In patients undergoing surgical removal of kidney or ureteral stones, the benefits of simultaneously removing small, asymptomatic stones are uncertain. In a trial that randomly assigned 73 adults scheduled for endoscopic stone removal surgery and with small (<6 mm) asymptomatic (secondary) stones on preoperative computed tomography to removal of both primary and secondary stones (treatment group) or primary stones alone (control group), rates of stone relapse were lower in the treatment group after a median of four years [26]. Removing secondary stones added a median of 25 minutes to overall surgery time, and rates of adverse events were similar between the groups. These findings support our approach of routinely removing ipsilateral asymptomatic stones when removing an obstructing or symptomatic stone by endoscopic methods. (See "Kidney stones in adults: Surgical management of kidney and ureteral stones", section on 'Removal of secondary stones'.)

Role of surgery for large left-sided cardiac valve vegetation (July 2022)

Patients with left-sided native valve infective endocarditis with a large (>10 mm) vegetation are at high risk for mortality, but a benefit from early valve surgery in this setting has not been established.
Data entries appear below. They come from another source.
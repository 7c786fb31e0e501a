// SPDX-License-Identifier: MIT OR Apache-2.0
//! Node definitions for the graph framework.

use crate::port::{Port, PortDirection, PortId, PortValue};
use indexmap::IndexMap;
use serde::{Deserialize, Serialize};
use uuid::Uuid;

/// Rank of a node that no scheduling pass has reached
pub const UNSCHEDULED: i32 = -1;

/// Unique identifier for a node
#[derive(Debug, Clone, Copy, PartialEq, Eq, PartialOrd, Ord, Hash, Serialize, Deserialize)]
pub struct NodeId(pub Uuid);

impl NodeId {
    /// Create a new random node ID
    pub fn new() -> Self {
        Self(Uuid::new_v4())
    }
}

impl Default for NodeId {
    fn default() -> Self {
        Self::new()
    }
}

/// Which host signal starts a walk from an entry node
#[derive(Debug, Clone, Copy, PartialEq, Eq, Hash, Serialize, Deserialize)]
pub enum EntryKind {
    /// Once, when the script starts
    Start,
    /// Every simulation tick
    Update,
    /// An object entered the owner's trigger volume
    TriggerEntered,
    /// An object left the owner's trigger volume
    TriggerExited,
    /// The owner collided with an object
    Collision,
    /// A named script event was raised
    Event,
    /// An object entered, stayed in or left a named zone
    ZoneEvent,
}

impl EntryKind {
    /// All entry kinds, in the order a processor registers them by default
    pub fn all() -> &'static [EntryKind] {
        &[
            EntryKind::Start,
            EntryKind::Update,
            EntryKind::TriggerEntered,
            EntryKind::TriggerExited,
            EntryKind::Collision,
            EntryKind::Event,
            EntryKind::ZoneEvent,
        ]
    }
}

/// Node category, fixed when the node is created
#[derive(Debug, Clone, Copy, PartialEq, Eq, Serialize, Deserialize)]
pub enum NodeCategory {
    /// Execution starter: begins a fresh control-flow walk
    Entry(EntryKind),
    /// Runs along the control path and may span several ticks
    Action,
    /// Pure value producer, pulled by its consumers
    Data,
}

impl NodeCategory {
    /// Whether the node takes part in control flow (entry or action)
    pub fn is_flow(&self) -> bool {
        !matches!(self, Self::Data)
    }

    /// Entry kind, if this is an entry node
    pub fn entry_kind(&self) -> Option<EntryKind> {
        match self {
            Self::Entry(kind) => Some(*kind),
            _ => None,
        }
    }
}

/// Node type definition
#[derive(Debug, Clone, Serialize, Deserialize)]
pub struct NodeType {
    /// Unique type identifier
    pub id: String,
    /// Display name
    pub name: String,
    /// Category
    pub category: NodeCategory,
    /// Description
    pub description: String,
    /// Default input ports
    pub inputs: Vec<Port>,
    /// Default output ports
    pub outputs: Vec<Port>,
}

/// A node instance in the graph
#[derive(Debug, Clone, Serialize, Deserialize)]
pub struct Node {
    /// Unique instance ID
    pub id: NodeId,
    /// Node type ID
    pub node_type: String,
    /// Display name (can be customized)
    pub name: String,
    /// Category copied from the type
    pub category: NodeCategory,
    /// Authoring position, only used to order entry nodes
    pub position: [f32; 2],
    /// Input ports
    pub inputs: Vec<Port>,
    /// Output ports
    pub outputs: Vec<Port>,
    /// Per-instance configuration read when the behavior is bound
    #[serde(default)]
    pub settings: IndexMap<String, PortValue>,
    /// Scheduling rank, derived state
    #[serde(skip, default = "unscheduled")]
    pub compute_order: i32,
}

fn unscheduled() -> i32 {
    UNSCHEDULED
}

impl Node {
    /// Create a new node from a type definition
    pub fn new(node_type: &NodeType) -> Self {
        Self {
            id: NodeId::new(),
            node_type: node_type.id.clone(),
            name: node_type.name.clone(),
            category: node_type.category,
            position: [0.0, 0.0],
            inputs: node_type.inputs.iter().map(Port::instantiate).collect(),
            outputs: node_type.outputs.iter().map(Port::instantiate).collect(),
            settings: IndexMap::new(),
            compute_order: UNSCHEDULED,
        }
    }

    /// Set the position
    pub fn with_position(mut self, x: f32, y: f32) -> Self {
        self.position = [x, y];
        self
    }

    /// Set a configuration value
    pub fn with_setting(mut self, key: impl Into<String>, value: PortValue) -> Self {
        self.settings.insert(key.into(), value);
        self
    }

    /// Set the default value of an input port
    pub fn with_input_default(mut self, name: &str, value: PortValue) -> Self {
        if let Some(port) = self.inputs.iter_mut().find(|p| p.name == name) {
            port.default_value = Some(value);
        }
        self
    }

    /// Get a configuration value
    pub fn setting(&self, key: &str) -> Option<&PortValue> {
        self.settings.get(key)
    }

    /// Get an input port by index
    pub fn input(&self, index: usize) -> Option<&Port> {
        self.inputs.get(index)
    }

    /// Get an output port by index
    pub fn output(&self, index: usize) -> Option<&Port> {
        self.outputs.get(index)
    }

    /// Slot index of the input port with the given field name
    pub fn input_slot(&self, name: &str) -> Option<usize> {
        self.inputs.iter().position(|p| p.name == name)
    }

    /// Slot index of the output port with the given field name
    pub fn output_slot(&self, name: &str) -> Option<usize> {
        self.outputs.iter().position(|p| p.name == name)
    }

    /// Direction and slot index of a port
    pub fn slot_of(&self, port_id: PortId) -> Option<(PortDirection, usize)> {
        if let Some(i) = self.inputs.iter().position(|p| p.id == port_id) {
            return Some((PortDirection::Input, i));
        }
        self.outputs
            .iter()
            .position(|p| p.id == port_id)
            .map(|i| (PortDirection::Output, i))
    }

    /// Get a port by ID
    pub fn port(&self, port_id: &PortId) -> Option<&Port> {
        self.inputs.iter().find(|p| p.id == *port_id)
            .or_else(|| self.outputs.iter().find(|p| p.id == *port_id))
    }

    /// Get a mutable port by ID
    pub fn port_mut(&mut self, port_id: &PortId) -> Option<&mut Port> {
        let Self { inputs, outputs, .. } = self;
        inputs.iter_mut().chain(outputs.iter_mut()).find(|p| p.id == *port_id)
    }

    /// Get all ports
    pub fn ports(&self) -> impl Iterator<Item = &Port> {
        self.inputs.iter().chain(self.outputs.iter())
    }

    /// First execution output, the default path after a finished evaluation
    pub fn default_exec_output(&self) -> Option<usize> {
        self.outputs.iter().position(Port::is_exec)
    }

    /// Whether a scheduling pass has ranked this node
    pub fn is_scheduled(&self) -> bool {
        self.compute_order > UNSCHEDULED
    }

    /// Clear every slot value
    pub fn clear_values(&mut self) {
        for port in self.inputs.iter_mut().chain(self.outputs.iter_mut()) {
            port.value = None;
        }
    }
}
// SPDX-License-Identifier: MIT OR Apache-2.0
//! Processor configuration.

use serde::{Deserialize, Serialize};

/// Default bound on control-flow frontiers before a graph is reported as runaway
pub const DEFAULT_MAX_FRONTIERS: usize = 5000;

/// Default bound on nodes evaluated by one walk within a single tick
pub const DEFAULT_MAX_WALK_STEPS: usize = 10_000;

/// How long an evaluated data producer is remembered
#[derive(Debug, Clone, Copy, PartialEq, Eq, Serialize, Deserialize, Default)]
pub enum DataMemoization {
    /// Producers are evaluated at most once per consumer resolution step
    #[default]
    PerNode,
    /// Producers are evaluated at most once per walk
    PerWalk,
}

/// Scheduler and interpreter settings
#[derive(Debug, Clone, PartialEq, Serialize, Deserialize)]
#[serde(default)]
pub struct ProcessorSettings {
    /// Frontier bound of the control-flow pass
    pub max_frontiers: usize,
    /// Node evaluations allowed per walk and tick
    pub max_walk_steps: usize,
    /// Producer memoization scope
    pub data_memoization: DataMemoization,
}

impl Default for ProcessorSettings {
    fn default() -> Self {
        Self {
            max_frontiers: DEFAULT_MAX_FRONTIERS,
            max_walk_steps: DEFAULT_MAX_WALK_STEPS,
            data_memoization: DataMemoization::default(),
        }
    }
}

#[cfg(test)]
mod tests {
    use super::*;

    #[test]
    fn test_missing_fields_use_defaults() {
        let settings: ProcessorSettings = ron::from_str("(max_frontiers: 64)").unwrap();
        assert_eq!(settings.max_frontiers, 64);
        assert_eq!(settings.max_walk_steps, DEFAULT_MAX_WALK_STEPS);
        assert_eq!(settings.data_memoization, DataMemoization::PerNode);
    }
}
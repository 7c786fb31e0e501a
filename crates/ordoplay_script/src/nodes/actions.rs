// SPDX-License-Identifier: MIT OR Apache-2.0
//! Action nodes.

use super::ids;
use crate::evaluation::{EvaluationError, NodeBehavior, NodeContext, ProcessingStatus};
use crate::node::{NodeCategory, NodeType};
use crate::port::{Port, PortType, PortValue};
use crate::registry::NodeRegistry;

/// Prints its text once per tick until it was printed `Amount` times
#[derive(Default)]
struct Log {
    printed: i32,
}

impl NodeBehavior for Log {
    fn evaluate(&mut self, ctx: &mut NodeContext<'_>) -> Result<ProcessingStatus, EvaluationError> {
        let amount = ctx.input_int(2)?.max(1);
        let text = ctx.input_text(1).unwrap_or_default();
        tracing::info!("[{}] {}", ctx.name(), text);

        self.printed += 1;
        if self.printed < amount {
            return Ok(ProcessingStatus::Unfinished);
        }
        self.reset();
        Ok(ProcessingStatus::Finished)
    }

    fn reset(&mut self) {
        self.printed = 0;
    }
}

struct Branch;

impl NodeBehavior for Branch {
    fn evaluate(&mut self, ctx: &mut NodeContext<'_>) -> Result<ProcessingStatus, EvaluationError> {
        let condition = ctx.input_bool(1)?;
        ctx.follow(if condition { 0 } else { 1 });
        Ok(ProcessingStatus::Finished)
    }
}

/// Holds the walk until `Seconds` of simulation time went by
#[derive(Default)]
struct Wait {
    waited: f32,
}

impl NodeBehavior for Wait {
    fn evaluate(&mut self, ctx: &mut NodeContext<'_>) -> Result<ProcessingStatus, EvaluationError> {
        let seconds = ctx.input_float(1)?;
        self.waited += ctx.time().delta;
        if self.waited < seconds {
            return Ok(ProcessingStatus::Unfinished);
        }
        self.reset();
        Ok(ProcessingStatus::Finished)
    }

    fn reset(&mut self) {
        self.waited = 0.0;
    }
}

pub(super) fn register(registry: &mut NodeRegistry) {
    registry.register(
        NodeType {
            id: ids::LOG.to_string(),
            name: "Log".to_string(),
            category: NodeCategory::Action,
            description: "Print text to the log, once per tick, Amount times".to_string(),
            inputs: vec![
                Port::input("Exec", PortType::Exec),
                Port::input("Text", PortType::String),
                Port::input("Amount", PortType::Int).with_default(PortValue::Int(1)),
            ],
            outputs: vec![Port::output("Exec", PortType::Exec)],
        },
        |_| Box::new(Log::default()),
    );

    registry.register(
        NodeType {
            id: ids::BRANCH.to_string(),
            name: "Branch".to_string(),
            category: NodeCategory::Action,
            description: "If/else branching".to_string(),
            inputs: vec![
                Port::input("Exec", PortType::Exec),
                Port::input("Condition", PortType::Bool),
            ],
            outputs: vec![
                Port::output("True", PortType::Exec),
                Port::output("False", PortType::Exec),
            ],
        },
        |_| Box::new(Branch),
    );

    registry.register(
        NodeType {
            id: ids::WAIT.to_string(),
            name: "Wait".to_string(),
            category: NodeCategory::Action,
            description: "Continue after a delay".to_string(),
            inputs: vec![
                Port::input("Exec", PortType::Exec),
                Port::input("Seconds", PortType::Float).with_default(PortValue::Float(1.0)),
            ],
            outputs: vec![Port::output("Exec", PortType::Exec)],
        },
        |_| Box::new(Wait::default()),
    );
}

#[cfg(test)]
mod tests {
    use super::*;
    use crate::evaluation::FrameTime;
    use crate::node::Node;
    use crate::nodes::create_script_registry;

    fn evaluate(
        behavior: &mut dyn NodeBehavior,
        node: &mut Node,
        time: FrameTime,
    ) -> (ProcessingStatus, Option<usize>) {
        let mut ctx = NodeContext::new(node, time);
        let status = behavior.evaluate(&mut ctx).unwrap();
        (status, ctx.chosen_exec())
    }

    #[test]
    fn test_log_repeats_amount_times() {
        let registry = create_script_registry();
        let mut node = registry
            .create_node(ids::LOG)
            .unwrap()
            .with_input_default("Text", PortValue::String("hello".to_string()))
            .with_input_default("Amount", PortValue::Int(3));
        let mut log = registry.instantiate(&node).unwrap();

        let statuses: Vec<_> = (0..4)
            .map(|_| evaluate(log.as_mut(), &mut node, FrameTime::default()).0)
            .collect();
        assert_eq!(
            statuses,
            vec![
                ProcessingStatus::Unfinished,
                ProcessingStatus::Unfinished,
                ProcessingStatus::Finished,
                ProcessingStatus::Unfinished,
            ]
        );
    }

    #[test]
    fn test_log_amount_at_least_once() {
        let registry = create_script_registry();
        let mut node = registry
            .create_node(ids::LOG)
            .unwrap()
            .with_input_default("Amount", PortValue::Int(0));
        let mut log = registry.instantiate(&node).unwrap();
        assert!(evaluate(log.as_mut(), &mut node, FrameTime::default()).0.is_finished());
    }

    #[test]
    fn test_branch_follows_condition() {
        let registry = create_script_registry();
        let mut node = registry
            .create_node(ids::BRANCH)
            .unwrap()
            .with_input_default("Condition", PortValue::Bool(false));
        let mut branch = registry.instantiate(&node).unwrap();
        assert_eq!(evaluate(branch.as_mut(), &mut node, FrameTime::default()).1, Some(1));

        node.inputs[1].value = Some(PortValue::Bool(true));
        assert_eq!(evaluate(branch.as_mut(), &mut node, FrameTime::default()).1, Some(0));
    }

    #[test]
    fn test_branch_without_condition_fails() {
        let registry = create_script_registry();
        let mut node = registry.create_node(ids::BRANCH).unwrap();
        let mut branch = registry.instantiate(&node).unwrap();
        let mut ctx = NodeContext::new(&mut node, FrameTime::default());
        assert!(matches!(
            branch.evaluate(&mut ctx),
            Err(EvaluationError::MissingInput { ref port, .. }) if port == "Condition"
        ));
    }

    #[test]
    fn test_wait_counts_simulation_time() {
        let registry = create_script_registry();
        let mut node = registry.create_node(ids::WAIT).unwrap();
        let mut wait = registry.instantiate(&node).unwrap();

        let mut time = FrameTime::default();
        time.advance(0.4);
        assert!(!evaluate(wait.as_mut(), &mut node, time).0.is_finished());
        assert!(!evaluate(wait.as_mut(), &mut node, time).0.is_finished());
        assert!(evaluate(wait.as_mut(), &mut node, time).0.is_finished());

        wait.reset();
        assert!(!evaluate(wait.as_mut(), &mut node, time).0.is_finished());
    }
}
An observational study of over 700 patients with left-sided infective endocarditis found that although patients with large vegetations had a high early mortality rate, vegetation size was not an independent predictor of mortality [27]. Among patients with large vegetations without heart failure or uncontrolled infection, the mortality rate was similar with or without valve surgery. For patients with large vegetations, we perform an individualized risk-benefit assessment comparing early surgery with expectant management based upon multiple factors including response to antibiotic therapy, presence of embolic events, and surgical risk. (See "Surgery for left-sided native valve infective endocarditis", section on 'Vegetation characteristics and risk of embolization'.)

Robotic radical cystectomy with intracorporeal urinary diversion versus open surgery (July 2022)

As radical cystectomies are increasingly performed with robot assistance, urinary diversion is being performed intracorporeally rather than via a mini-laparotomy. In a randomized trial of 317 patients, robot-assisted radical cystectomy with intracorporeal urinary diversion resulted in fewer thromboembolic (1.9 versus 8.3 percent) and wound complications (5.6 versus 16.0 percent) than open radical cystectomy [28]. Patients undergoing robotic cystectomy also reported better quality of life and less disability early postoperatively. If the oncologic outcomes are comparable as to be determined by longer-term follow-ups, robot-assisted radical cystectomy with intracorporeal urinary diversion may replace open surgery for patients with bladder cancer. (See "Radical cystectomy", section on 'Perioperative'.)